NASA and NOAA maintain long-term temperature records based on measurements from thousands of weather stations, ship- and buoy-based observations of sea surface temperatures, and temperature measurements from Antarctic research stations.
Both reports said including 2015, 15 of the 16 warmest years on record have occurred during the 21st century, with the exception of 1998, which now tied with 2009 as the sixth warmest year on record.

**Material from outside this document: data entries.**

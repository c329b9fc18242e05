//! OS service probing and control through the host's service manager.

use std::future::Future;
use std::path::Path;
use std::process::Stdio;
use std::sync::LazyLock;

use clap::ValueEnum;
use log::{debug, info};
use regex::Regex;
use strum_macros::{Display, EnumString};
use tokio::process::Command;

use crate::error_handling::ServiceError;

static SERVICE_NAME: LazyLock<Regex> =
    LazyLock::new(|| Regex::new(r"^[\w-]+$").expect("service name pattern is valid"));

/// Actions accepted by [`ServiceProbe::control`].
#[derive(Debug, Clone, Copy, PartialEq, Eq, ValueEnum, Display, EnumString)]
#[strum(serialize_all = "lowercase")]
pub enum ServiceAction {
    Start,
    Stop,
    Restart,
    Status,
}

/// Rejects service names that could smuggle arguments into the command line.
///
/// Names are word characters and dashes, and may not start with a dash.
pub fn validate_service_name(name: &str) -> Result<(), ServiceError> {
    if SERVICE_NAME.is_match(name) && !name.starts_with('-') {
        Ok(())
    } else {
        Err(ServiceError::InvalidServiceName(name.to_string()))
    }
}

/// Asks the host whether a service runs and drives start/stop/restart.
///
/// Implementations are expected to validate `name` themselves.
pub trait ServiceProbe: Send + Sync {
    /// Returns whether `name` is currently running.
    fn is_running(&self, name: &str) -> impl Future<Output = Result<bool, ServiceError>> + Send;

    /// Runs `action` on `name` and returns whether the command succeeded.
    fn control(
        &self,
        name: &str,
        action: ServiceAction,
    ) -> impl Future<Output = Result<bool, ServiceError>> + Send;
}

/// Shells out to `systemctl`, or to `service` where systemd is absent.
#[derive(Debug, Clone, Copy, Default)]
pub struct SystemProbe;

impl SystemProbe {
    fn has_systemctl() -> bool {
        std::env::var_os("PATH")
            .map(|paths| {
                std::env::split_paths(&paths).any(|dir| is_file(&dir.join("systemctl")))
            })
            .unwrap_or(false)
    }

    fn command_for(name: &str, action: ServiceAction) -> Command {
        let mut cmd;
        if Self::has_systemctl() {
            cmd = Command::new("systemctl");
            match action {
                ServiceAction::Status => cmd.args(["is-active", "--quiet", name]),
                other => cmd.args([other.to_string().as_str(), name]),
            };
        } else {
            cmd = Command::new("service");
            cmd.args([name, action.to_string().as_str()]);
        }
        cmd
    }
}

fn is_file(path: &Path) -> bool {
    path.metadata().map(|m| m.is_file()).unwrap_or(false)
}

impl ServiceProbe for SystemProbe {
    async fn is_running(&self, name: &str) -> Result<bool, ServiceError> {
        validate_service_name(name)?;
        let status = Self::command_for(name, ServiceAction::Status)
            .stdout(Stdio::null())
            .stderr(Stdio::null())
            .status()
            .await?;
        debug!("Service {name} probe exited with {status}");
        Ok(status.success())
    }

    async fn control(&self, name: &str, action: ServiceAction) -> Result<bool, ServiceError> {
        validate_service_name(name)?;
        let mut cmd = Self::command_for(name, action);
        info!("Executing: {:?}", cmd.as_std());
        let status = cmd.status().await?;
        Ok(status.success())
    }
}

Since 1880, the Earth’s average surface temperature has risen by one full degree Centigrade (1.8 degrees Fahrenheit). For example, NASA and NOAA found that the 2015 annual mean temperature for the contiguous 48 United States was the second warmest on record.
“2015 was remarkable even in the context of the ongoing El Niño”, said Gavin Schmidt, director of NASA’s Goddard Institute for Space Studies.
2015 swiped the warmest-year-in-history title from 2014, but it might not keep the record for long. “It has now been 31 years since there was a month cooler than the 20th-century average”. “The factors causing this trend are continuing to accelerate”, Schmidt said, adding that there’s “no evidence that the long-term trend has paused, slowed, or hiatused anytime in the last few decades”.
2015 was an year of extremes. NOAA also corroborated this data by NASA. “It’s happening because the dominant force is carbon dioxide” from burning of fossil fuels like coal, oil and gas.
Because of the strong El Niño influence at the beginning of this year, “2016 is expected to be an exceptionally warm year and perhaps even another record”, he told reporters.
When temperatures are averaged at a global scale, the differences between years are measured in fractions of a degree.
Regions of eastern and southern Africa experienced more blistering heat than ever, as did large parts of the northeastern and equatorial Pacific boosted by the El Nino weather phenomenon.
“We likely would have had a record without El Nio – but El Nio pushed it way over the top”, Karl said.
In the backdrop of the Paris climate change summit, it is to be noted that the 2 degree limit on increasing temperature set by the summit has already been halfway reached. “And it’s going to be very hard for that not to continue into at least the first part of next year because, in particular, the ocean temperatures are so warm”, Karl explained.